The steady dividend has been Kinder Morgan’s hallmark since it went public in February 2011, and executives repeatedly have touted their track record of increasing the dividend each quarter — 15 times as of the most recent count — as a measure of the company’s success.
Investors have traditionally valued the stock using the yield it provides. Previously, even the suggestion that the dividend might be cut has led to steep losses.
“We evaluated numerous options, including significant asset sales, but ultimately concluded that these other options were uneconomic to our investors in the long run.
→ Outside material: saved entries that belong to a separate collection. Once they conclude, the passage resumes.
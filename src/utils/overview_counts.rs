use anyhow::Result;
use moka::future::Cache;
use once_cell::sync::Lazy;
use serde::Serialize;
use sqlx::MySqlPool;
use std::time::Duration;
use utoipa::ToSchema;

/// Pending-work counters shown on the admin overview. Refreshed by a
/// fixed-interval background poller rather than per-request queries; the
/// data changes at human speed, so staleness up to one interval is fine.
#[derive(Debug, Clone, Copy, Default, Serialize, ToSchema)]
pub struct PendingCounts {
    pub pending_leave_requests: i64,
    pub pending_tasks: i64,
}

const COUNTS_KEY: &str = "pending";

static COUNTS_CACHE: Lazy<Cache<&'static str, PendingCounts>> = Lazy::new(|| {
    Cache::builder()
        .max_capacity(4)
        .time_to_idle(Duration::from_secs(600))
        .build()
});

/// Last polled counts; zeroes before the first refresh completes.
pub async fn current() -> PendingCounts {
    COUNTS_CACHE.get(COUNTS_KEY).await.unwrap_or_default()
}

pub async fn refresh(pool: &MySqlPool) -> Result<PendingCounts> {
    let pending_leave_requests = sqlx::query_scalar::<_, i64>(
        "SELECT COUNT(*) FROM leave_requests WHERE status = 'Pending'",
    )
    .fetch_one(pool)
    .await?;

    let pending_tasks =
        sqlx::query_scalar::<_, i64>("SELECT COUNT(*) FROM tasks WHERE status = 'Pending'")
            .fetch_one(pool)
            .await?;

    let counts = PendingCounts {
        pending_leave_requests,
        pending_tasks,
    };
    COUNTS_CACHE.insert(COUNTS_KEY, counts).await;

    Ok(counts)
}

/// Handle for the periodic refresh task; aborting it stops the poll loop.
pub struct PollerHandle {
    handle: actix_web::rt::task::JoinHandle<()>,
}

impl PollerHandle {
    pub fn stop(self) {
        self.handle.abort();
    }
}

/// Spawn the fixed-interval poller. A failed refresh leaves the previous
/// cached counts in place until the next tick.
pub fn spawn_poller(pool: MySqlPool, every: Duration) -> PollerHandle {
    let handle = actix_web::rt::spawn(async move {
        let mut ticker = actix_web::rt::time::interval(every);
        loop {
            ticker.tick().await;
            if let Err(e) = refresh(&pool).await {
                log::warn!("Overview counts refresh failed: {}", e);
            }
        }
    });

    PollerHandle { handle }
}
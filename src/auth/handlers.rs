use crate::{
    auth::{
        jwt::{generate_access_token, generate_refresh_token, verify_token},
        password::{hash_password, verify_password},
    },
    config::Config,
    models::{LoginReqDto, RegisterReq, TokenType, UserSql},
    utils::{username_cache, username_filter},
};
use actix_web::{HttpRequest, HttpResponse, Responder, web};
use serde::{Deserialize, Serialize};
use serde_json::json;
use sqlx::MySqlPool;
use tracing::{debug, error, info, instrument};

/// Inserts a new user and keeps the availability filter/cache in sync
async fn insert_user(
    username: &str,
    password: &str,
    role_id: u8,
    pool: &MySqlPool,
) -> Result<(), HttpResponse> {
    let hashed = hash_password(password).map_err(|e| {
        error!(error = %e, "Password hashing failed");
        HttpResponse::InternalServerError().json(json!({
            "error": "Failed to register user"
        }))
    })?;

    let result = sqlx::query(r#"INSERT INTO users (username, password, role_id) VALUES (?, ?, ?)"#)
        .bind(username)
        .bind(hashed)
        .bind(role_id)
        .execute(pool)
        .await;

    match result {
        Ok(_) => {
            username_filter::insert(username);
            username_cache::mark_taken(username).await;
            Ok(())
        }
        Err(e) => {
            if let sqlx::Error::Database(db_err) = &e {
                if db_err.code() == Some("23000".into()) {
                    return Err(HttpResponse::Conflict().json(json!({
                        "error": "Username already exists"
                    })));
                }
            }

            error!(error = %e, "Failed to insert user");
            Err(HttpResponse::InternalServerError().json(json!({
                "error": "Failed to register user"
            })))
        }
    }
}

/// true  => username AVAILABLE
/// false => username TAKEN
pub async fn is_username_available(username: &str, pool: &MySqlPool) -> bool {
    let username = username.to_lowercase();

    // 1. Cuckoo filter: fast negative
    if !username_filter::might_exist(&username) {
        return true;
    }

    // 2. Moka cache: fast positive
    if username_cache::is_taken(&username).await {
        return false;
    }

    // 3. Database fallback
    let exists = sqlx::query_scalar::<_, bool>(
        "SELECT EXISTS(SELECT 1 FROM users WHERE username = ? LIMIT 1)",
    )
    .bind(&username)
    .fetch_one(pool)
    .await
    .unwrap_or(true); // fail-safe

    !exists
}

/// User registration handler
pub async fn register(user: web::Json<RegisterReq>, pool: web::Data<MySqlPool>) -> impl Responder {
    let username = user.username.trim();
    let password = &user.password;

    if username.is_empty() || password.is_empty() {
        return HttpResponse::BadRequest().json(json!({
            "error": "Username and password must not be empty"
        }));
    }

    if crate::model::role::Role::from_id(user.role_id).is_none() {
        return HttpResponse::BadRequest().json(json!({
            "error": "Unknown role"
        }));
    }

    if !is_username_available(username, pool.get_ref()).await {
        return HttpResponse::Conflict().json(json!({
            "error": "Username already taken"
        }));
    }

    match insert_user(username, password, user.role_id, pool.get_ref()).await {
        Ok(_) => HttpResponse::Created().json(json!({
            "message": "User registered successfully"
        })),
        Err(err_resp) => err_resp,
    }
}

#[derive(Serialize, Deserialize)]
struct LoginUser {
    id: u64,
    username: String,
    role: u8,
    employee_id: Option<u64>,
}

#[derive(Serialize, Deserialize)]
struct LoginResponse {
    access_token: String,
    refresh_token: String,
    user: LoginUser,
}

#[instrument(
    name = "auth_login",
    skip(pool, config, user),
    fields(username = %user.username)
)]
pub async fn login(
    user: web::Json<LoginReqDto>,
    pool: web::Data<MySqlPool>,
    config: web::Data<Config>,
) -> impl Responder {
    info!("Login request received");

    if user.username.trim().is_empty() || user.password.is_empty() {
        info!("Validation failed: empty username or password");
        return HttpResponse::BadRequest().body("Username or password required");
    }

    debug!("Fetching user from database");

    let db_user = match sqlx::query_as::<_, UserSql>(
        r#"
        SELECT id, username, password, role_id, employee_id
        FROM users
        WHERE username = ?
        "#,
    )
    .bind(&user.username)
    .fetch_optional(pool.get_ref())
    .await
    {
        Ok(Some(user)) => {
            debug!(user_id = user.id, "User found");
            user
        }
        Ok(None) => {
            info!("Invalid credentials: user not found");
            return HttpResponse::Unauthorized().body("Invalid credentials");
        }
        Err(e) => {
            error!(error = %e, "Database error while fetching user");
            return HttpResponse::InternalServerError().finish();
        }
    };

    if let Err(e) = verify_password(&user.password, &db_user.password) {
        info!(error = %e, "Invalid credentials: password mismatch");
        return HttpResponse::Unauthorized().body("Invalid credentials");
    }

    debug!("Password verified, generating tokens");

    let access_token = match generate_access_token(
        db_user.id,
        db_user.username.clone(),
        db_user.role_id,
        db_user.employee_id,
        &config.jwt_secret,
        config.access_token_ttl,
    ) {
        Ok(t) => t,
        Err(e) => {
            error!(error = %e, "Failed to sign access token");
            return HttpResponse::InternalServerError().finish();
        }
    };

    let (refresh_token, refresh_claims) = match generate_refresh_token(
        db_user.id,
        db_user.username.clone(),
        db_user.role_id,
        db_user.employee_id,
        &config.jwt_secret,
        config.refresh_token_ttl,
    ) {
        Ok(pair) => pair,
        Err(e) => {
            error!(error = %e, "Failed to sign refresh token");
            return HttpResponse::InternalServerError().finish();
        }
    };

    debug!(
        user_id = db_user.id,
        jti = %refresh_claims.jti,
        "Storing refresh token"
    );

    if let Err(e) = sqlx::query(
        r#"
        INSERT INTO refresh_tokens (user_id, jti, expires_at)
        VALUES (?, ?, FROM_UNIXTIME(?))
        "#,
    )
    .bind(db_user.id)
    .bind(&refresh_claims.jti)
    .bind(refresh_claims.exp as i64)
    .execute(pool.get_ref())
    .await
    {
        error!(error = %e, "Failed to store refresh token");
        return HttpResponse::InternalServerError().finish();
    }

    if let Err(e) = sqlx::query("UPDATE users SET last_login_at = NOW() WHERE username = ?")
        .bind(&user.username)
        .execute(pool.get_ref())
        .await
    {
        error!(error = %e, "Failed to update last_login_at");
        // intentionally not failing login
    }

    info!("Login successful");

    HttpResponse::Ok().json(LoginResponse {
        access_token,
        refresh_token,
        user: LoginUser {
            id: db_user.id,
            username: db_user.username,
            role: db_user.role_id,
            employee_id: db_user.employee_id,
        },
    })
}

pub async fn refresh_token(
    req: HttpRequest,
    pool: web::Data<MySqlPool>,
    config: web::Data<Config>,
) -> impl Responder {
    let header = match req.headers().get("Authorization") {
        Some(h) => h.to_str().unwrap_or(""),
        None => return HttpResponse::Unauthorized().body("No token"),
    };

    let token = match header.strip_prefix("Bearer ") {
        Some(t) => t,
        None => return HttpResponse::Unauthorized().body("Invalid token"),
    };

    let claims = match verify_token(token, &config.jwt_secret) {
        Ok(c) => c,
        Err(_) => return HttpResponse::Unauthorized().finish(),
    };

    if claims.token_type != TokenType::Refresh {
        return HttpResponse::Unauthorized().finish();
    }

    let record = match sqlx::query_as::<_, (u64, u64, bool)>(
        r#"
        SELECT id, user_id, revoked
        FROM refresh_tokens
        WHERE jti = ?
        "#,
    )
    .bind(&claims.jti)
    .fetch_optional(pool.get_ref())
    .await
    {
        Ok(r) => r,
        Err(e) => {
            error!(error = %e, "Failed to look up refresh token");
            return HttpResponse::InternalServerError().finish();
        }
    };

    let (record_id, record_user_id) = match record {
        Some((id, user_id, revoked)) if !revoked => (id, user_id),
        _ => return HttpResponse::Unauthorized().finish(),
    };

    // revoke old refresh token before rotating
    if let Err(e) = sqlx::query("UPDATE refresh_tokens SET revoked = TRUE WHERE id = ?")
        .bind(record_id)
        .execute(pool.get_ref())
        .await
    {
        error!(error = %e, "Failed to revoke refresh token");
        return HttpResponse::InternalServerError().finish();
    }

    let (new_refresh_token, new_claims) = match generate_refresh_token(
        claims.user_id,
        claims.sub.clone(),
        claims.role,
        claims.employee_id,
        &config.jwt_secret,
        config.refresh_token_ttl,
    ) {
        Ok(pair) => pair,
        Err(e) => {
            error!(error = %e, "Failed to sign refresh token");
            return HttpResponse::InternalServerError().finish();
        }
    };

    if let Err(e) = sqlx::query(
        r#"
        INSERT INTO refresh_tokens (user_id, jti, expires_at)
        VALUES (?, ?, FROM_UNIXTIME(?))
        "#,
    )
    .bind(record_user_id)
    .bind(&new_claims.jti)
    .bind(new_claims.exp as i64)
    .execute(pool.get_ref())
    .await
    {
        error!(error = %e, "Failed to store rotated refresh token");
        return HttpResponse::InternalServerError().finish();
    }

    let access_token = match generate_access_token(
        claims.user_id,
        claims.sub.clone(),
        claims.role,
        claims.employee_id,
        &config.jwt_secret,
        config.access_token_ttl,
    ) {
        Ok(t) => t,
        Err(e) => {
            error!(error = %e, "Failed to sign access token");
            return HttpResponse::InternalServerError().finish();
        }
    };

    HttpResponse::Ok().json(serde_json::json!({
        "access_token": access_token,
        "refresh_token": new_refresh_token
    }))
}

pub async fn logout(
    req: HttpRequest,
    pool: web::Data<MySqlPool>,
    config: web::Data<Config>,
) -> impl Responder {
    let header = match req.headers().get("Authorization") {
        Some(h) => h.to_str().unwrap_or(""),
        None => return HttpResponse::NoContent().finish(),
    };

    let token = match header.strip_prefix("Bearer ") {
        Some(t) => t,
        None => return HttpResponse::NoContent().finish(),
    };

    let claims = match verify_token(token, &config.jwt_secret) {
        Ok(c) => c,
        Err(_) => return HttpResponse::NoContent().finish(),
    };

    // only refresh tokens can logout
    if claims.token_type != TokenType::Refresh {
        return HttpResponse::NoContent().finish();
    }

    // revoke refresh token (idempotent; succeeds even if it never existed)
    let _ = sqlx::query(
        r#"
        UPDATE refresh_tokens
        SET revoked = 1
        WHERE jti = ?
        "#,
    )
    .bind(&claims.jti)
    .execute(pool.get_ref())
    .await;

    HttpResponse::NoContent().finish()
}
This decision was not made lightly, but we believe it is in the best interests of the company, its shareholders and employees,” said Richard Kinder, executive chairman of the Kinder Morgan board, in a written statement.
“It will allow us to continue to maintain and grow our outstanding set of midstream energy assets without being required to issue equity at valuations prevalent in today’s market while maintaining a solid investment grade rating on our debt obligations.”
Midstream companies such as Kinder Morgan historically pay their cash flow to investors and fund new growth using an equal mixture of equity and debt.
Before Tuesday’s meeting, Kinder Morgan had planned a 6 percent to 10 percent bump next year in its dividend, which now is $2 per share annually.
But with share prices trading near all-time lows and dividend yields rising to near 13 percent, Kinder Morgan decided that the money it could raise from selling equity wasn’t worth the dividends it would have to pay on the newly issued shares. Simultaneously, the company said it would reduce its leverage by paying down debt in order to maintain its investment grade ratio — essentially ruling out debt as an option.
Investors, seeing the company swear off both equity and debt, began to sell their shares amid worries that Kinder Morgan would fund growth by using the $5 billion in 2016 cash flow that it typically had earmarked for dividends.
The selloff accelerated on Dec. 1 when debt ratings service Moody’s threatened to downgrade Kinder Morgan’s credit rating shortly after the company said it would increase its stake in a debt-laden affiliate. A downgrade would push Kinder Morgan onto the high-yield or junk credit markets, increasing its cost of capital.
Kinder Morgan announced it was reviewing its dividend policy shortly after.
The company announced the dividend cut after U.S. markets closed, with Kinder Morgan ending down 70 cents at $15.72 a share.